● **YOUR OBJECTIVE**: Here is a block of records. Copy every one of them exactly.

(INPUT)

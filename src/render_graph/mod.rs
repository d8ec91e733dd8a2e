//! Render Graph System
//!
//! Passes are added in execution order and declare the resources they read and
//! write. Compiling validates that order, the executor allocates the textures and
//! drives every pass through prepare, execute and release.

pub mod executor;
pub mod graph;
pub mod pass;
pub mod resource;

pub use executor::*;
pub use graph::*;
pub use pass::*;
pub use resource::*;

(End INPUT)

● **ANSWER FOR THIS EXERCISE**:
filename src/render_graph/mod.rs
repository d8ec91e733dd8a2e
//! Render Graph System
//!
//! Passes are added in execution order and declare the resources they read and
//! write. Compiling validates that order, the executor allocates the textures and
//! drives every pass through prepare, execute and release.

pub mod executor;
pub mod graph;
pub mod pass;
pub mod resource;

pub use executor::*;
pub use graph::*;
pub use pass::*;
pub use resource::*;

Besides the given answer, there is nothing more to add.